■ **PROBLEM REQUIREMENTS**: For each line below that contains the string "enum", copy that line.

■ **INPUT**:
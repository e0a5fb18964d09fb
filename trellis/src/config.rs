//! Configuration for scrolling, scrollbars and lists.
//!
//! Every field has a default, so a config file only needs the keys it
//! changes:
//!
//! ```json
//! { "scrollbar": { "thickness_px": 14 }, "list": { "scroll_to_end": true } }
//! ```

use std::path::Path;

use serde::{Deserialize, Serialize};
use thiserror::Error;

use crate::primitives::Color;

#[derive(Debug, Error)]
pub enum ConfigError {
    #[error("failed to read config {path}: {source}")]
    Io {
        path: String,
        #[source]
        source: std::io::Error,
    },

    #[error("invalid config: {0}")]
    Json(#[from] serde_json::Error),
}

/// Scroll input conversion.
#[derive(Debug, Clone, Copy, PartialEq, Serialize, Deserialize)]
#[serde(default)]
pub struct ScrollConfig {
    /// Pixels per wheel line.
    pub line_height_px: i32,
    /// How far outside the thumb (as a track fraction) a press still grabs it.
    pub grab_tolerance: f32,
}

impl Default for ScrollConfig {
    fn default() -> Self {
        Self {
            line_height_px: 40,
            grab_tolerance: 0.02,
        }
    }
}

#[derive(Debug, Clone, Copy, PartialEq, Serialize, Deserialize)]
#[serde(default)]
pub struct ScrollbarConfig {
    /// Cross-axis thickness of a scrollbar; also the space it takes from the
    /// list viewport when visible.
    pub thickness_px: i32,
    /// Smallest thumb length along the track.
    pub min_thumb_px: i32,
    pub track_color: Color,
    pub thumb_color: Color,
}

impl Default for ScrollbarConfig {
    fn default() -> Self {
        Self {
            thickness_px: 10,
            min_thumb_px: 16,
            track_color: Color::rgba(0.0, 0.0, 0.0, 0.1),
            thumb_color: Color::rgba(0.0, 0.0, 0.0, 0.4),
        }
    }
}

#[derive(Debug, Clone, Copy, Default, PartialEq, Eq, Serialize, Deserialize)]
#[serde(default)]
pub struct ListConfig {
    /// Follow the end of the list while the view is at the end.
    pub scroll_to_end: bool,
    /// Offer items the full cross extent as their minimum.
    pub stretch_items: bool,
    /// Let items overflow the cross axis and scroll it with a second bar.
    pub minor_scroll: bool,
}

/// Top-level configuration.
#[derive(Debug, Clone, Copy, Default, PartialEq, Serialize, Deserialize)]
#[serde(default)]
pub struct TrellisConfig {
    pub scroll: ScrollConfig,
    pub scrollbar: ScrollbarConfig,
    pub list: ListConfig,
}

impl TrellisConfig {
    pub fn from_json_str(s: &str) -> Result<Self, ConfigError> {
        Ok(serde_json::from_str(s)?)
    }

    pub fn from_path(path: impl AsRef<Path>) -> Result<Self, ConfigError> {
        let path = path.as_ref();
        let text = std::fs::read_to_string(path).map_err(|source| ConfigError::Io {
            path: path.display().to_string(),
            source,
        })?;
        let config = Self::from_json_str(&text)?;
        tracing::debug!(path = %path.display(), "loaded config");
        Ok(config)
    }
}
//! Layout constraints for constraint-based layout.
//!
//! Constraints flow down the widget tree, specifying the min/max bounds
//! that a widget can occupy. Every layout call takes constraints and returns
//! a size inside them: `layout(constraints) -> Size`.

use std::fmt;

use crate::primitives::{Axis, Size};

/// Stand-in for an unbounded extent. Large enough that no real content
/// reaches it, small enough that sums of a few of them cannot overflow.
pub const INFINITE: i32 = 1_000_000;

/// Constraints passed down to children during layout.
///
/// Invariant: `0 <= min <= max` componentwise. Constructors clamp instead of
/// failing, so layout code can feed them arbitrary arithmetic results.
#[derive(Debug, Clone, Copy, PartialEq, Eq)]
pub struct Constraints {
    pub min: Size,
    pub max: Size,
}

impl Constraints {
    /// Unbounded constraints (zero min, infinite max).
    pub const UNBOUNDED: Self = Self {
        min: Size::ZERO,
        max: Size::new(INFINITE, INFINITE),
    };

    /// Create constraints, clamping so that `0 <= min <= max`.
    #[inline]
    pub fn new(min: Size, max: Size) -> Self {
        let max = Size::new(max.width.max(0), max.height.max(0));
        let min = Size::new(
            min.width.clamp(0, max.width),
            min.height.clamp(0, max.height),
        );
        Self { min, max }
    }

    /// Tight constraints (exact size required).
    #[inline]
    pub fn tight(size: Size) -> Self {
        Self::new(size, size)
    }

    /// Loose constraints with maximum bounds.
    #[inline]
    pub fn loose(max: Size) -> Self {
        Self::new(Size::ZERO, max)
    }

    /// Same maximum, zero minimum.
    #[inline]
    pub fn loosen(self) -> Self {
        Self {
            min: Size::ZERO,
            max: self.max,
        }
    }

    /// Probe constraints for measuring natural size along `axis`:
    /// zero min and infinite max on that axis, cross bounds unchanged.
    #[inline]
    pub fn unbounded_major(self, axis: Axis) -> Self {
        self.with_major(axis, 0, INFINITE)
    }

    /// Replace the bounds along `axis`, keeping the cross bounds.
    #[inline]
    pub fn with_major(self, axis: Axis, min: i32, max: i32) -> Self {
        let cross_min = axis.cross_of(self.min);
        let cross_max = axis.cross_of(self.max);
        Self::new(axis.size(min, cross_min), axis.size(max, cross_max))
    }

    /// Replace the bounds across `axis`, keeping the major bounds.
    #[inline]
    pub fn with_cross(self, axis: Axis, min: i32, max: i32) -> Self {
        self.with_major(axis.cross(), min, max)
    }

    /// Pin the major extent to exactly `size`.
    #[inline]
    pub fn tighten_major(self, axis: Axis, size: i32) -> Self {
        self.with_major(axis, size, size)
    }

    /// Shrink both bounds along `axis` by `amount` pixels.
    #[inline]
    pub fn deflate(self, axis: Axis, amount: i32) -> Self {
        let min = (self.major_min(axis) - amount).max(0);
        let max = (self.major_max(axis) - amount).max(0);
        self.with_major(axis, min, max)
    }

    #[inline]
    pub fn major_min(&self, axis: Axis) -> i32 {
        axis.main(self.min)
    }

    #[inline]
    pub fn major_max(&self, axis: Axis) -> i32 {
        axis.main(self.max)
    }

    #[inline]
    pub fn cross_min(&self, axis: Axis) -> i32 {
        axis.cross_of(self.min)
    }

    #[inline]
    pub fn cross_max(&self, axis: Axis) -> i32 {
        axis.cross_of(self.max)
    }

    /// Constrain a size to these bounds.
    #[inline]
    pub fn constrain(&self, size: Size) -> Size {
        Size {
            width: size.width.clamp(self.min.width, self.max.width),
            height: size.height.clamp(self.min.height, self.max.height),
        }
    }

    /// Check if a size satisfies these constraints.
    #[inline]
    pub fn is_satisfied_by(&self, size: Size) -> bool {
        size.width >= self.min.width
            && size.width <= self.max.width
            && size.height >= self.min.height
            && size.height <= self.max.height
    }

    #[inline]
    pub fn has_bounded_width(&self) -> bool {
        self.max.width < INFINITE
    }

    #[inline]
    pub fn has_bounded_height(&self) -> bool {
        self.max.height < INFINITE
    }

    /// Whether these are tight constraints (min == max).
    #[inline]
    pub fn is_tight(&self) -> bool {
        self.min == self.max
    }
}

impl Default for Constraints {
    fn default() -> Self {
        Self::UNBOUNDED
    }
}

impl fmt::Display for Constraints {
    fn fmt(&self, f: &mut fmt::Formatter<'_>) -> fmt::Result {
        fn bound(v: i32) -> String {
            if v >= INFINITE {
                "inf".to_string()
            } else {
                v.to_string()
            }
        }
        write!(
            f,
            "{{w:{}-{}, h:{}-{}}}",
            self.min.width,
            bound(self.max.width),
            self.min.height,
            bound(self.max.height)
        )
    }
}

#[cfg(test)]
mod tests {
    use super::*;

    #[test]
    fn test_tight_constraints() {
        let c = Constraints::tight(Size::new(100, 50));
        assert!(c.is_tight());
        assert_eq!(c.min, Size::new(100, 50));
        assert_eq!(c.max, Size::new(100, 50));
    }

    #[test]
    fn test_new_clamps_min_to_max() {
        let c = Constraints::new(Size::new(300, -5), Size::new(200, 40));
        assert_eq!(c.min, Size::new(200, 0));
        assert_eq!(c.max, Size::new(200, 40));

        let c = Constraints::new(Size::new(10, 10), Size::new(-1, -1));
        assert_eq!(c.min, Size::ZERO);
        assert_eq!(c.max, Size::ZERO);
    }

    #[test]
    fn test_constrain() {
        let c = Constraints::loose(Size::new(100, 50));
        assert_eq!(c.constrain(Size::new(50, 25)), Size::new(50, 25));
        assert_eq!(c.constrain(Size::new(200, 100)), Size::new(100, 50));
        assert!(c.is_satisfied_by(Size::new(100, 0)));
        assert!(!c.is_satisfied_by(Size::new(101, 0)));
    }

    #[test]
    fn test_unbounded_major_keeps_cross() {
        let c = Constraints::new(Size::new(20, 10), Size::new(200, 100));
        let probe = c.unbounded_major(Axis::Horizontal);
        assert_eq!(probe.min, Size::new(0, 10));
        assert_eq!(probe.max, Size::new(INFINITE, 100));
        assert!(!probe.has_bounded_width());
        assert!(probe.has_bounded_height());
    }

    #[test]
    fn test_tighten_and_deflate() {
        let c = Constraints::loose(Size::new(200, 100));
        let t = c.tighten_major(Axis::Vertical, 30);
        assert_eq!(t.min.height, 30);
        assert_eq!(t.max.height, 30);
        assert_eq!(t.max.width, 200);

        let d = c.deflate(Axis::Horizontal, 10);
        assert_eq!(d.max, Size::new(190, 100));
        let d = c.deflate(Axis::Horizontal, 500);
        assert_eq!(d.max.width, 0);
    }

    #[test]
    fn test_display() {
        let c = Constraints::loose(Size::new(100, 50)).unbounded_major(Axis::Vertical);
        assert_eq!(c.to_string(), "{w:0-100, h:0-inf}");
    }
}
//! Scroll State
//!
//! Everything a scrollable list keeps between frames: the list [`Position`]
//! on the major axis, the pixel offset on the minor axis, and the extents
//! synced from the last layout. Input arrives as [`ScrollEvent`]s and is
//! applied with [`ScrollState::apply`]; the next layout normalizes the
//! result.

use crate::config::ScrollConfig;
use crate::layout::list::Position;
use crate::layout::scrollbar::ScrollbarVisibility;

/// Which scroll axis an event targets.
#[derive(Debug, Clone, Copy, PartialEq, Eq, Hash)]
pub enum ScrollAxis {
    /// The list direction.
    Major,
    /// Perpendicular to the list direction.
    Minor,
}

/// Wheel input.
#[derive(Debug, Clone, Copy, PartialEq)]
pub enum ScrollDelta {
    /// Discrete notches, converted with [`ScrollConfig::line_height_px`].
    Lines(f32),
    /// Smooth scrolling (trackpads).
    Pixels(i32),
}

#[derive(Debug, Clone, Copy, PartialEq)]
pub enum ScrollEventKind {
    /// Positive scrolls towards the end of the content.
    Wheel(ScrollDelta),
    /// Press on the scrollbar track at this fraction of its length.
    DragStart(f32),
    /// Thumb moved by this fraction of the track length.
    DragMove(f32),
    DragEnd,
}

/// A scroll input event for one axis.
#[derive(Debug, Clone, Copy, PartialEq)]
pub struct ScrollEvent {
    pub axis: ScrollAxis,
    pub kind: ScrollEventKind,
}

impl ScrollEvent {
    pub fn wheel(axis: ScrollAxis, px: i32) -> Self {
        Self {
            axis,
            kind: ScrollEventKind::Wheel(ScrollDelta::Pixels(px)),
        }
    }

    pub fn lines(axis: ScrollAxis, lines: f32) -> Self {
        Self {
            axis,
            kind: ScrollEventKind::Wheel(ScrollDelta::Lines(lines)),
        }
    }

    pub fn drag_start(axis: ScrollAxis, at: f32) -> Self {
        Self {
            axis,
            kind: ScrollEventKind::DragStart(at),
        }
    }

    pub fn drag_move(axis: ScrollAxis, delta: f32) -> Self {
        Self {
            axis,
            kind: ScrollEventKind::DragMove(delta),
        }
    }

    pub fn drag_end(axis: ScrollAxis) -> Self {
        Self {
            axis,
            kind: ScrollEventKind::DragEnd,
        }
    }
}

/// Scroll state for a single list.
///
/// Owned by the caller and handed to
/// [`ListStyle`](crate::layout::list_style::ListStyle) every frame.
///
/// # Example
/// ```ignore
/// struct Inbox {
///     messages: Vec<Message>,
///     scroll: ScrollState,
/// }
/// ```
#[derive(Debug, Clone, Default)]
pub struct ScrollState {
    /// Major-axis position. Mutated by input and normalized by layout.
    pub position: Position,
    minor_offset: i32,
    config: ScrollConfig,

    // Synced from the last layout.
    item_count: usize,
    viewport: i32,
    viewport_minor: i32,
    content_minor: i32,
    visibility: ScrollbarVisibility,

    dragging: Option<ScrollAxis>,
}

impl ScrollState {
    pub fn new() -> Self {
        Self::default()
    }

    pub fn with_config(config: ScrollConfig) -> Self {
        Self {
            config,
            ..Self::default()
        }
    }

    // =====================================================================
    // Scroll operations
    // =====================================================================

    /// Apply an input event.
    pub fn apply(&mut self, event: ScrollEvent) {
        match event.kind {
            ScrollEventKind::Wheel(ScrollDelta::Pixels(px)) => self.scroll_by(event.axis, px),
            ScrollEventKind::Wheel(ScrollDelta::Lines(lines)) => {
                self.scroll_lines(event.axis, lines)
            }
            ScrollEventKind::DragStart(at) => self.start_drag(event.axis, at),
            ScrollEventKind::DragMove(delta) => self.drag_by(event.axis, delta),
            ScrollEventKind::DragEnd => self.end_drag(),
        }
    }

    /// Scroll by `px` pixels (positive = towards the end).
    pub fn scroll_by(&mut self, axis: ScrollAxis, px: i32) {
        match axis {
            ScrollAxis::Major => {
                self.position.offset = self.position.offset.saturating_add(px);
                if px < 0 {
                    self.position.before_end = true;
                }
            }
            ScrollAxis::Minor => {
                self.minor_offset = self
                    .minor_offset
                    .saturating_add(px)
                    .clamp(0, self.max_minor_offset());
            }
        }
    }

    pub fn scroll_lines(&mut self, axis: ScrollAxis, lines: f32) {
        let px = (lines * self.config.line_height_px as f32).round() as i32;
        self.scroll_by(axis, px);
    }

    /// Press on the track at fraction `at`.
    ///
    /// On (or within the grab tolerance of) the thumb the view stays put;
    /// elsewhere the thumb centre jumps to the press.
    pub fn start_drag(&mut self, axis: ScrollAxis, at: f32) {
        self.dragging = Some(axis);
        let at = at.clamp(0.0, 1.0);
        let (start, end) = self.fractions(axis);
        let tolerance = self.config.grab_tolerance;
        if at >= start - tolerance && at <= end + tolerance {
            return;
        }
        let half = (end - start) / 2.0;
        self.set_start_fraction(axis, (at - half) as f64);
    }

    /// Move the thumb by `delta` track fractions.
    pub fn drag_by(&mut self, axis: ScrollAxis, delta: f32) {
        let delta = delta.clamp(-1.0, 1.0) as f64;
        match axis {
            ScrollAxis::Major => {
                let length = self.position.length as f64;
                let start = self.position.scroll_px(self.item_count);
                self.set_major_px(start + delta * length);
                if delta < 0.0 {
                    self.position.before_end = true;
                }
            }
            ScrollAxis::Minor => {
                let px = self.minor_offset as f64 + delta * self.content_minor as f64;
                self.minor_offset = (px.round() as i32).clamp(0, self.max_minor_offset());
            }
        }
    }

    pub fn end_drag(&mut self) {
        self.dragging = None;
    }

    /// The axis whose thumb is being dragged, if any.
    pub fn dragging(&self) -> Option<ScrollAxis> {
        self.dragging
    }

    fn set_start_fraction(&mut self, axis: ScrollAxis, fraction: f64) {
        let fraction = fraction.clamp(0.0, 1.0);
        match axis {
            ScrollAxis::Major => {
                let px = fraction * self.position.length as f64;
                self.set_major_px(px);
            }
            ScrollAxis::Minor => {
                let px = (fraction * self.content_minor as f64).round() as i32;
                self.minor_offset = px.clamp(0, self.max_minor_offset());
            }
        }
    }

    fn set_major_px(&mut self, px: f64) {
        let max = (self.position.length - self.viewport).max(0) as f64;
        self.position.set_scroll_px(px.clamp(0.0, max), self.item_count);
    }

    fn max_minor_offset(&self) -> i32 {
        (self.content_minor - self.viewport_minor).max(0)
    }

    // =====================================================================
    // Queries
    // =====================================================================

    /// Start and end of the visible window on `axis`, as fractions of the
    /// content.
    pub fn fractions(&self, axis: ScrollAxis) -> (f32, f32) {
        match axis {
            ScrollAxis::Major => self
                .position
                .viewport_fractions(self.item_count, self.viewport),
            ScrollAxis::Minor => {
                if self.content_minor <= 0 {
                    return (0.0, 1.0);
                }
                let content = self.content_minor as f64;
                let start = (self.minor_offset as f64 / content).clamp(0.0, 1.0);
                let end = (start + self.viewport_minor as f64 / content).clamp(0.0, 1.0);
                (start as f32, end as f32)
            }
        }
    }

    /// Pixels scrolled on the minor axis.
    pub fn minor_offset(&self) -> i32 {
        self.minor_offset
    }

    pub fn config(&self) -> &ScrollConfig {
        &self.config
    }

    /// Scrollbars shown in the last frame.
    pub fn visibility(&self) -> ScrollbarVisibility {
        self.visibility
    }

    // =====================================================================
    // Layout sync
    // =====================================================================

    /// Record the extents of the frame just laid out.
    pub fn sync(
        &mut self,
        item_count: usize,
        viewport: i32,
        viewport_minor: i32,
        content_minor: i32,
    ) {
        self.item_count = item_count;
        self.viewport = viewport.max(0);
        self.viewport_minor = viewport_minor.max(0);
        self.content_minor = content_minor.max(0);
        self.minor_offset = self.minor_offset.clamp(0, self.max_minor_offset());
    }

    pub(crate) fn set_visibility(&mut self, visibility: ScrollbarVisibility) {
        if visibility != self.visibility {
            tracing::debug!(
                target: "trellis::layout",
                major = visibility.major,
                minor = visibility.minor,
                "scrollbar visibility changed"
            );
        }
        self.visibility = visibility;
    }
}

■ **EXERCISE RESPONSE**:
pub enum ConfigError {
pub enum ScrollAxis {
pub enum ScrollDelta {
pub enum ScrollEventKind {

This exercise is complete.